Physiocap Les débuts d'un nouvel outil

CHRISTELLE STEF - La vigne - n°280 - novembre 2015 - page 62

Cet appareil évalue la vigueur des vignes en mesurant le nombre et le diamètre des bois de taille. Les premiers utilisateurs soulignent des points pouvant être améliorés.
AVEC LE PHYSIOCAP, les mesures se font obligatoirement en hiver, avant la taille. © E. RE. CA FRANCE

AVEC LE PHYSIOCAP, les mesures se font obligatoirement en hiver, avant la taille. © E. RE. CA FRANCE

LE CAPTEUR Physiocap, mis au point par le CIVC et E.RE.CA. © E.RE.CA

LE CAPTEUR Physiocap, mis au point par le CIVC et E.RE.CA. © E.RE.CA

Le Physiocap est un nouvel appareil de mesure, mis au point par l'interprofession champenoise (CIVC), avec la société E.RE.CA. S'utilisant en hiver, cet instrument dénombre les sarments et évalue leur diamètre. À partir de ces données, il en déduit le poids des bois de taille par mètre carré, un paramètre corrélé à la vigueur de la vigne.

Son fonctionnement est simple. Il se compose de deux capteurs laser (un émetteur et un récepteur) qu'il faut placer de part et d'autre du plan de palissage. À cette fin, ils doivent être montés sur un portique qui enjambe la vigne. Celui-ci peut être embarqué sur tout type de machine mobile : tracteur, enjambeur, quad...

Le système comprend également un GPS, qui permet de géolocaliser les mesures, et un boîtier enregistrant les données. Dès qu'un sarment traverse le faisceau laser, l'appareil détermine sa section en mesurant l'ombre qu'il forme sur le récepteur.

L'acquisition des données peut démarrer dès la chute des feuilles et doit obligatoirement avoir lieu avant la taille. En revanche, le temps doit être sec car la pluie fausse les données. Principal avantage de l'appareil : il permet de mesurer la vigueur durant la période hivernale. « C'est la seule saison où la vigne est dans le même état pendant une longue période », explique Serge Nicolle, gérant de la société E.RE.CA. L'opérateur dispose donc d'une fourchette de temps assez large - plusieurs jours - pour effectuer les mesures, ce qui génère moins de contrainte d'organisation que les capteurs s'utilisant en saison.

Autre intérêt : l'appareil donne des mesures réelles et non des indices. Ces données peuvent ensuite être représentées sur des cartes. L'opérateur visualise alors l'hétérogénéité de la vigueur et peut repérer facilement les différentes zones.
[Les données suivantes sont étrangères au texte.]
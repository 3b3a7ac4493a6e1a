//! Task records exchanged with the task provider.

use super::{EntityId, WorkspaceDomainError};
use serde::{Deserialize, Serialize};

/// Board priority of a task.
#[derive(Debug, Clone, Copy, Default, PartialEq, Eq, Hash, Serialize, Deserialize)]
#[serde(rename_all = "lowercase")]
pub enum TaskPriority {
    /// Can wait.
    #[serde(alias = "LOW")]
    Low,
    /// Normal priority.
    #[default]
    #[serde(alias = "MEDIUM")]
    Medium,
    /// Should be picked up first.
    #[serde(alias = "HIGH")]
    High,
}

impl TaskPriority {
    /// Returns the canonical string representation.
    #[must_use]
    pub const fn as_str(self) -> &'static str {
        match self {
            Self::Low => "low",
            Self::Medium => "medium",
            Self::High => "high",
        }
    }
}

/// Board column of a task.
#[derive(Debug, Clone, Copy, Default, PartialEq, Eq, Hash, Serialize, Deserialize)]
#[serde(rename_all = "snake_case")]
pub enum TaskStatus {
    /// Not started.
    #[default]
    #[serde(alias = "TODO")]
    Todo,
    /// Being worked on.
    #[serde(alias = "IN_PROGRESS")]
    InProgress,
    /// Awaiting review.
    #[serde(alias = "REVIEW")]
    Review,
    /// Finished.
    #[serde(alias = "DONE")]
    Done,
}

impl TaskStatus {
    /// Returns the canonical string representation.
    #[must_use]
    pub const fn as_str(self) -> &'static str {
        match self {
            Self::Todo => "todo",
            Self::InProgress => "in_progress",
            Self::Review => "review",
            Self::Done => "done",
        }
    }
}

/// A task as stored by the task provider.
#[derive(Debug, Clone, PartialEq, Eq, Serialize, Deserialize)]
#[serde(rename_all = "camelCase")]
pub struct Task {
    /// Provider-assigned identifier.
    pub id: EntityId,
    /// Short title shown on the board.
    pub title: String,
    /// Detailed description, usually Markdown.
    #[serde(default)]
    pub description: String,
    /// Board column.
    #[serde(default)]
    pub status: TaskStatus,
    /// Priority.
    #[serde(default)]
    pub priority: TaskPriority,
    /// Sprint the task is planned into, if any.
    #[serde(default, skip_serializing_if = "Option::is_none")]
    pub sprint_id: Option<EntityId>,
}

/// Creation payload for a task.
#[derive(Debug, Clone, PartialEq, Eq, Serialize, Deserialize)]
#[serde(rename_all = "camelCase")]
pub struct NewTask {
    /// Task title.
    pub title: String,
    /// Task description.
    #[serde(default)]
    pub description: String,
    /// Initial board column.
    #[serde(default)]
    pub status: TaskStatus,
    /// Initial priority.
    #[serde(default)]
    pub priority: TaskPriority,
    /// Sprint to plan the task into.
    #[serde(default, skip_serializing_if = "Option::is_none")]
    pub sprint_id: Option<EntityId>,
}

impl NewTask {
    /// Creates a payload with a validated title and default fields.
    ///
    /// # Errors
    ///
    /// Returns [`WorkspaceDomainError::EmptyTitle`] when the title is blank.
    pub fn new(title: impl Into<String>) -> Result<Self, WorkspaceDomainError> {
        let owned = title.into();
        if owned.trim().is_empty() {
            return Err(WorkspaceDomainError::EmptyTitle("task"));
        }
        Ok(Self {
            title: owned,
            description: String::new(),
            status: TaskStatus::default(),
            priority: TaskPriority::default(),
            sprint_id: None,
        })
    }

    /// Sets the description.
    #[must_use]
    pub fn with_description(mut self, description: impl Into<String>) -> Self {
        self.description = description.into();
        self
    }

    /// Sets the priority.
    #[must_use]
    pub const fn with_priority(mut self, priority: TaskPriority) -> Self {
        self.priority = priority;
        self
    }

    /// Validates a payload that arrived through deserialisation.
    ///
    /// # Errors
    ///
    /// Returns [`WorkspaceDomainError::EmptyTitle`] when the title is blank.
    pub fn validate(&self) -> Result<(), WorkspaceDomainError> {
        if self.title.trim().is_empty() {
            return Err(WorkspaceDomainError::EmptyTitle("task"));
        }
        Ok(())
    }
}

/// Partial update for a task. Absent fields are left unchanged.
#[derive(Debug, Clone, Default, PartialEq, Eq, Serialize, Deserialize)]
#[serde(rename_all = "camelCase")]
pub struct TaskPatch {
    /// New title.
    #[serde(default, skip_serializing_if = "Option::is_none")]
    pub title: Option<String>,
    /// New description.
    #[serde(default, skip_serializing_if = "Option::is_none")]
    pub description: Option<String>,
    /// New board column.
    #[serde(default, skip_serializing_if = "Option::is_none")]
    pub status: Option<TaskStatus>,
    /// New priority.
    #[serde(default, skip_serializing_if = "Option::is_none")]
    pub priority: Option<TaskPriority>,
    /// New sprint assignment.
    #[serde(default, skip_serializing_if = "Option::is_none")]
    pub sprint_id: Option<EntityId>,
}

impl TaskPatch {
    /// Returns `true` when the patch changes nothing.
    #[must_use]
    pub const fn is_empty(&self) -> bool {
        self.title.is_none()
            && self.description.is_none()
            && self.status.is_none()
            && self.priority.is_none()
            && self.sprint_id.is_none()
    }

    /// Applies the patch to a task in place.
    pub fn apply_to(&self, task: &mut Task) {
        if let Some(title) = &self.title {
            task.title.clone_from(title);
        }
        if let Some(description) = &self.description {
            task.description.clone_from(description);
        }
        if let Some(status) = self.status {
            task.status = status;
        }
        if let Some(priority) = self.priority {
            task.priority = priority;
        }
        if let Some(sprint_id) = &self.sprint_id {
            task.sprint_id = Some(sprint_id.clone());
        }
    }
}

/// One entry of a batch update.
#[derive(Debug, Clone, PartialEq, Eq, Serialize, Deserialize)]
#[serde(rename_all = "camelCase")]
pub struct TaskUpdate {
    /// Task to update.
    #[serde(alias = "taskId")]
    pub id: EntityId,
    /// Changes to apply.
    #[serde(flatten)]
    pub patch: TaskPatch,
}

/// Filter for listing tasks. Empty filters match every task.
#[derive(Debug, Clone, Default, PartialEq, Eq, Serialize, Deserialize)]
#[serde(rename_all = "camelCase")]
pub struct TaskFilter {
    /// Only tasks in this column.
    #[serde(default, skip_serializing_if = "Option::is_none")]
    pub status: Option<TaskStatus>,
    /// Only tasks planned into this sprint.
    #[serde(default, skip_serializing_if = "Option::is_none")]
    pub sprint_id: Option<EntityId>,
}

impl TaskFilter {
    /// Returns `true` when the task satisfies the filter.
    #[must_use]
    pub fn matches(&self, task: &Task) -> bool {
        let status_matches = self.status.is_none_or(|status| status == task.status);
        let sprint_matches = self
            .sprint_id
            .as_ref()
            .is_none_or(|sprint_id| task.sprint_id.as_ref() == Some(sprint_id));
        status_matches && sprint_matches
    }
}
Ce qui lui permet de comparer les données d'une parcelle à une autre et d'une année sur l'autre. L'impact de ses pratiques de fertilisation, de taille ou d'entretien des sols peut donc être mesuré. « Il est complémentaire des autres capteurs », explique Sébastien Debuisson, du CIVC.

Il souffre toutefois d'un handicap : le montage des capteurs n'est pas industrialisé. C'est à l'opérateur de le faire. Or, la tâche est délicate : « La difficulté est de bien aligner les capteurs au moment du montage. De plus, ceux-ci ont parfois tendance à se dérégler dans les parcelles. C'est un point sensible. Mais je crois beaucoup à l'information que le Physiocap apporte », explique Marc Raynal, de l'IFV pôle Bordeaux-Aquitaine, qui a effectué quelques tests avec l'appareil au cours de l'hiver 2014-2015.

L'instrument est commercialisé depuis 2013 à 6 400 € HT. Les grandes exploitations peuvent l'acheter directement. Les domaines de plus petite taille ont davantage intérêt à faire appel à un prestataire de services. Force A et Fruition Sciences, par exemple, proposent une offre complète depuis l'acquisition et le traitement des données jusqu'à leur interprétation sous la forme de cartographie. Chez Fruition Sciences, les tarifs oscillent entre 20 et 150 €/ha selon la surface et le travail à réaliser. Pulvexper propose aussi une prestation mais uniquement pour l'acquisition des données.

Le Point de vue de

DORIAN FAGES, COORDINATEUR TECHNIQUE VIGNE ET CHAI AU CHÂTEAU LATOUR, À PAUILLAC, EN GIRONDE, 88 HA DE VIGNES

« Des capteurs trop sensibles aux vibrations »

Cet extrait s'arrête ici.